I come from a very Western background, and perhaps this is what makes the novel so difficult. In The Gift of Rain, we see a story of Philip Hutton, a child (becoming a young man) of mixed Chinese-English heritage growing up in a wealthy business family in Penang, Malaysia in the 1930s and 1940s. He is taken under the tutelage of Endo-san, a Japanese tenant of Philip's father.

Books from different cultures are invaluable for learning about our fellow man. But the culture of the far east has always been mysterious to me. That is, the culture of honour, promises, bravery, culture, ritual suicide and utter ruthlessness. The Gift of Rain considers these themes in great detail - particularly divided loyalty - and shows the consequence in conflicts of loyalty, but it did not make clear to me how the culture and the brutality could co-exist. Perhaps this is my mistake in looking for logical explanations that fit with my own culture, but I was left as mystified as when I started.

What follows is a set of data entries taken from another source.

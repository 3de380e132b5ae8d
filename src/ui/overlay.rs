//! Headless coordinator for the whole overlay.
//!
//! Routes global key events through the [`KeyboardHub`], mounts the intro
//! gate first and the Shift+Space toggle only after the intro is gone, feeds
//! the toggle's focus signal into the search bar, and drives every timer from
//! [`Overlay::tick`]. The egui app renders from its accessors.

use std::cell::RefCell;
use std::rc::Rc;
use std::time::{Duration, Instant};

use crate::config::FloatbarConfig;
use crate::input::{KeyCode, KeyDisposition, KeyEvent, KeyboardHub, Subscription};
use crate::ui::intro::{IntroGate, IntroPhase};
use crate::ui::results::SearchResult;
use crate::ui::search_bar::SearchBar;
use crate::ui::toast::{Toast, ToastScheduler};
use crate::ui::visibility::{RevealStyle, SearchVisibility};

/// Result of feeding one keydown to the overlay.
#[derive(Debug, Clone, PartialEq, Eq)]
pub struct KeyOutcome {
    pub disposition: KeyDisposition,
    /// Text submitted by this key, if it was a fresh Enter in the focused bar
    pub submitted: Option<String>,
}

struct MountedIntro {
    gate: Rc<RefCell<IntroGate>>,
    _subscription: Subscription,
}

pub struct Overlay {
    hub: KeyboardHub,
    intro: Option<MountedIntro>,
    visibility: Rc<RefCell<SearchVisibility>>,
    visibility_subscription: Option<Subscription>,
    search_bar: SearchBar,
    submitted: Rc<RefCell<Option<String>>>,
    focus_request: bool,
    toasts: ToastScheduler,
    results: Vec<SearchResult>,
    selected_index: Option<isize>,
    welcome_toast: Option<String>,
}
//! Search results list.
//!
//! Stateless: the caller owns the results and the selected index. The list
//! only decides what to show for them and reports clicks.

use std::collections::{BTreeMap, HashSet};
use std::fmt;
use std::path::Path;

use eframe::egui::{self, ScrollArea, Sense};
use serde::{Deserialize, Serialize};

use crate::{FloatbarError, Result};

/// Shown when the list is visible but has nothing in it.
pub const EMPTY_STATE_TEXT: &str = "No results found";

/// Default height cap as a fraction of the screen height (60vh).
const DEFAULT_MAX_HEIGHT_FRACTION: f32 = 0.6;

const ROW_HEIGHT: f32 = 40.0;

/// A metadata value: text or a number.
#[derive(Serialize, Deserialize, Debug, Clone, PartialEq)]
#[serde(untagged)]
pub enum MetadataValue {
    Number(f64),
    Text(String),
}

impl fmt::Display for MetadataValue {
    fn fmt(&self, f: &mut fmt::Formatter<'_>) -> fmt::Result {
        match self {
            MetadataValue::Number(n) if n.fract() == 0.0 && n.is_finite() => {
                write!(f, "{}", *n as i64)
            }
            MetadataValue::Number(n) => write!(f, "{}", n),
            MetadataValue::Text(s) => f.write_str(s),
        }
    }
}

/// A single entry in a result set.
#[derive(Serialize, Deserialize, Debug, Clone, PartialEq)]
pub struct SearchResult {
    /// Unique within its result set
    pub id: String,
    pub title: String,
    #[serde(default, skip_serializing_if = "Option::is_none")]
    pub description: Option<String>,
    #[serde(default, skip_serializing_if = "Option::is_none")]
    pub icon: Option<String>,
    #[serde(default, skip_serializing_if = "BTreeMap::is_empty")]
    pub metadata: BTreeMap<String, MetadataValue>,
}

impl SearchResult {
    pub fn new(id: impl Into<String>, title: impl Into<String>) -> Self {
        Self {
            id: id.into(),
            title: title.into(),
            description: None,
            icon: None,
            metadata: BTreeMap::new(),
        }
    }

    pub fn with_description(mut self, description: impl Into<String>) -> Self {
        self.description = Some(description.into());
        self
    }

    /// One-line `key: value` rendering of the metadata, in key order.
    pub fn metadata_line(&self) -> Option<String> {
        if self.metadata.is_empty() {
            return None;
        }
        let parts: Vec<String> = self
            .metadata
            .iter()
            .map(|(key, value)| format!("{}: {}", key, value))
            .collect();
        Some(parts.join(" · "))
    }
}

/// Parse a JSON array of results, rejecting duplicate ids.
pub fn parse_results(json: &str) -> Result<Vec<SearchResult>> {
    let results: Vec<SearchResult> = serde_json::from_str(json)
        .map_err(|e| FloatbarError::Results(format!("Failed to parse results: {}", e)))?;

    let mut seen = HashSet::new();
    for result in &results {
        if !seen.insert(result.id.as_str()) {
            return Err(FloatbarError::Results(format!(
                "Duplicate result id: {}",
                result.id
            )));
        }
    }
    Ok(results)
}

/// Load a result fixture file.
pub fn load_results(path: &Path) -> Result<Vec<SearchResult>> {
    let text = std::fs::read_to_string(path)?;
    let results = parse_results(&text)?;
    tracing::info!("Loaded {} results from {:?}", results.len(), path);
    Ok(results)
}

/// One rendered row.
#[derive(Debug, Clone, Copy, PartialEq)]
pub struct ResultRow<'a> {
    pub index: usize,
    pub result: &'a SearchResult,
    pub selected: bool,
}

/// What the list renders for a given input.
#[derive(Debug, Clone, PartialEq)]
pub enum ResultsProjection<'a> {
    /// Nothing at all, not even a hidden surface
    Hidden,
    /// A single empty-state indicator
    Empty,
    Rows(Vec<ResultRow<'a>>),
}

/// Map inputs to what is rendered. Out-of-range or negative selections
/// select nothing.
pub fn project(
    results: &[SearchResult],
    is_visible: bool,
    selected_index: Option<isize>,
) -> ResultsProjection<'_> {
    if !is_visible {
        return ResultsProjection::Hidden;
    }
    if results.is_empty() {
        return ResultsProjection::Empty;
    }

    let selected = selected_index.and_then(|i| usize::try_from(i).ok());
    ResultsProjection::Rows(
        results
            .iter()
            .enumerate()
            .map(|(index, result)| ResultRow {
                index,
                result,
                selected: selected == Some(index),
            })
            .collect(),
    )
}

/// Results list widget.
pub struct SearchResultsList<'a> {
    results: &'a [SearchResult],
    is_visible: bool,
    selected_index: Option<isize>,
    max_height: Option<f32>,
    on_result_click: Option<Box<dyn FnMut(&SearchResult) + 'a>>,
}

impl<'a> SearchResultsList<'a> {
    pub fn new(results: &'a [SearchResult], is_visible: bool) -> Self {
        Self {
            results,
            is_visible,
            selected_index: None,
            max_height: None,
            on_result_click: None,
        }
    }

    pub fn selected_index(mut self, index: Option<isize>) -> Self {
        self.selected_index = index;
        self
    }

    pub fn max_height(mut self, height: f32) -> Self {
        self.max_height = Some(height);
        self
    }

    pub fn on_result_click(mut self, on_click: impl FnMut(&SearchResult) + 'a) -> Self {
        self.on_result_click = Some(Box::new(on_click));
        self
    }

    pub fn projection(&self) -> ResultsProjection<'a> {
        project(self.results, self.is_visible, self.selected_index)
    }

    /// Report a click on the row at `index`. Returns false when there is no
    /// such row on screen.
    pub fn click(&mut self, index: usize) -> bool {
        if !self.is_visible {
            return false;
        }
        let Some(result) = self.results.get(index) else {
            return false;
        };
        if let Some(on_click) = self.on_result_click.as_mut() {
            on_click(result);
        }
        true
    }

    /// Display the list.
    pub fn show(mut self, ui: &mut egui::Ui) {
        let rows = match self.projection() {
            ResultsProjection::Hidden => return,
            ResultsProjection::Empty => {
                ui.vertical_centered(|ui| {
                    ui.add_space(8.0);
                    ui.weak(EMPTY_STATE_TEXT);
                    ui.add_space(8.0);
                });
                return;
            }
            ResultsProjection::Rows(rows) => rows,
        };

        let max_height = self
            .max_height
            .unwrap_or_else(|| ui.ctx().screen_rect().height() * DEFAULT_MAX_HEIGHT_FRACTION);
        let mut clicked_index = None;

        ScrollArea::vertical()
            .max_height(max_height)
            .auto_shrink([false, true])
            .show(ui, |ui| {
                for row in &rows {
                    let response = ui.horizontal(|ui| {
                        ui.set_min_height(ROW_HEIGHT);
                        if row.selected {
                            let rect = ui.available_rect_before_wrap();
                            ui.painter().rect_filled(
                                rect,
                                0.0,
                                ui.visuals().selection.bg_fill,
                            );
                        }

                        if row.result.icon.is_some() {
                            ui.weak("▲");
                        }

                        ui.vertical(|ui| {
                            ui.strong(&row.result.title);
                            if let Some(description) = &row.result.description {
                                ui.weak(description);
                            }
                            if let Some(metadata) = row.result.metadata_line() {
                                ui.small(metadata);
                            }
                        });
                    });

                    let id = egui::Id::new(("result", row.result.id.as_str()));
                    if ui.interact(response.response.rect, id, Sense::click()).clicked() {
                        clicked_index = Some(row.index);
                    }
                }
            });

        if let Some(index) = clicked_index {
            self.click(index);
        }
    }
}
//! Cancellable deferred actions.
//!
//! A [`Timeline`] is a polled timer queue: actions are scheduled for an
//! `Instant` and handed back by [`Timeline::drain_due`] once that instant has
//! passed. Nothing runs on its own; the render loop calls `drain_due` each
//! frame and uses [`Timeline::next_due`] to decide when to wake up next.
//!
//! ```
//! use std::time::{Duration, Instant};
//! use floatbar::timeline::Timeline;
//!
//! let start = Instant::now();
//! let mut timeline = Timeline::new();
//! let fade = timeline.schedule_after(start, Duration::from_millis(300), "fade");
//! timeline.schedule_after(start, Duration::from_millis(500), "remove");
//!
//! assert!(timeline.cancel(fade));
//! assert_eq!(timeline.drain_due(start + Duration::from_millis(500)), vec!["remove"]);
//! assert!(timeline.is_empty());
//! ```

use std::time::{Duration, Instant};

/// Handle to a scheduled action.
#[derive(Debug, Clone, Copy, PartialEq, Eq, Hash)]
pub struct TimerId(u64);

#[derive(Debug)]
struct Pending<A> {
    id: TimerId,
    due: Instant,
    action: A,
}

/// Queue of actions waiting for their due time.
#[derive(Debug)]
pub struct Timeline<A> {
    next_id: u64,
    pending: Vec<Pending<A>>,
}

impl<A> Default for Timeline<A> {
    fn default() -> Self {
        Self {
            next_id: 0,
            pending: Vec::new(),
        }
    }
}

impl<A> Timeline<A> {
    pub fn new() -> Self {
        Self::default()
    }

    pub fn schedule(&mut self, due: Instant, action: A) -> TimerId {
        let id = TimerId(self.next_id);
        self.next_id += 1;
        self.pending.push(Pending { id, due, action });
        id
    }

    pub fn schedule_after(&mut self, now: Instant, delay: Duration, action: A) -> TimerId {
        self.schedule(now + delay, action)
    }

    /// Cancel a pending action. Returns false if it already fired or was cancelled.
    pub fn cancel(&mut self, id: TimerId) -> bool {
        let before = self.pending.len();
        self.pending.retain(|p| p.id != id);
        self.pending.len() != before
    }

    pub fn is_pending(&self, id: TimerId) -> bool {
        self.pending.iter().any(|p| p.id == id)
    }

    /// Remove and return every action due at or before `now`, earliest first.
    /// Actions due at the same instant come back in scheduling order.
    pub fn drain_due(&mut self, now: Instant) -> Vec<A> {
        let (mut due, waiting): (Vec<_>, Vec<_>) =
            self.pending.drain(..).partition(|p| p.due <= now);
        self.pending = waiting;

        due.sort_by_key(|p| (p.due, p.id.0));
        due.into_iter().map(|p| p.action).collect()
    }

    /// Earliest due time among pending actions.
    pub fn next_due(&self) -> Option<Instant> {
        self.pending.iter().map(|p| p.due).min()
    }

    pub fn len(&self) -> usize {
        self.pending.len()
    }

    pub fn is_empty(&self) -> bool {
        self.pending.is_empty()
    }

    pub fn clear(&mut self) {
        self.pending.clear();
    }
}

The novel itself falls into two halves - the first ion which Philip learns martial arts and culture from Endo-san, and the second half when Malaysia falls under Japanese occupation. The first half does drag somewhat, although an ardent fan of aikijutsu might disagree. But it (some of it, at least) is needed to set the scene for the second, rather more dramatic half. Here the pace picks up and the story twists and turns. The level of detailing gives a wonderful flavour of Penang at the time, although the jungle scenes lack some of the detailing that might have made it, too, come alive.

The characterization is good too, particularly in terms of the Japanese and Chinese characters. Philip's immediate family - father, sister and brother are not painted with quite so much depth and can appear somewhat functional. But the characters of Yeap, Kon, Endo, Goro and Hirosho are wonderful, even if we never quite understand what makes them tick.

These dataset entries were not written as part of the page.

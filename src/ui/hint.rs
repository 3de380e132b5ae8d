//! Dictation hint shown from the search bar's microphone control.

use std::time::{Duration, Instant};

/// How long the hint stays up (3s).
pub const DEFAULT_HINT_DURATION: Duration = Duration::from_millis(3000);

const APPLE_PLATFORMS: [&str; 4] = ["mac", "ipod", "iphone", "ipad"];

/// Dictation shortcut label for a platform string such as `MacIntel` or `macos`.
pub fn dictation_shortcut(platform: &str) -> &'static str {
    let platform = platform.to_ascii_lowercase();
    if APPLE_PLATFORMS.iter().any(|p| platform.contains(p)) {
        "Fn twice"
    } else {
        "Win+H"
    }
}

/// Tooltip text for a platform string.
pub fn dictation_hint(platform: &str) -> String {
    format!("Press {} to dictate", dictation_shortcut(platform))
}

/// Timed visibility of the hint tooltip.
#[derive(Debug, Clone)]
pub struct DictationHint {
    text: String,
    duration: Duration,
    hide_at: Option<Instant>,
}

impl DictationHint {
    pub fn new(platform: &str, duration: Duration) -> Self {
        Self {
            text: dictation_hint(platform),
            duration,
            hide_at: None,
        }
    }

    /// For the platform this binary was built for.
    pub fn for_current_platform(duration: Duration) -> Self {
        Self::new(std::env::consts::OS, duration)
    }

    /// Show the hint; a repeated show restarts the countdown.
    pub fn show(&mut self, now: Instant) {
        self.hide_at = Some(now + self.duration);
    }

    pub fn tick(&mut self, now: Instant) {
        if self.hide_at.is_some_and(|at| now >= at) {
            self.hide_at = None;
        }
    }

    pub fn is_visible(&self) -> bool {
        self.hide_at.is_some()
    }

    pub fn text(&self) -> &str {
        &self.text
    }

    pub fn next_deadline(&self) -> Option<Instant> {
        self.hide_at
    }
}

The novel also asks profound questions of colonialism. What is it that makes British occupation of Malaysia acceptable but renders Japanese occupation so unacceptable? What loyalty should a coloniser offer to the colonised? What loyalty should the colonised offer to the coloniser? There are no easy answers, and as Philip tries to discover his own national identity and loyalty on the small scale, Malaysia as a whole faces the same problems.

This is a profound and meaningful book, drawn on a big scale and with real moments of beauty. But at times, it does feel a little overlong, and falls just slightly short of answering that big question - what exactly made the Japanese psyche exactly what it was.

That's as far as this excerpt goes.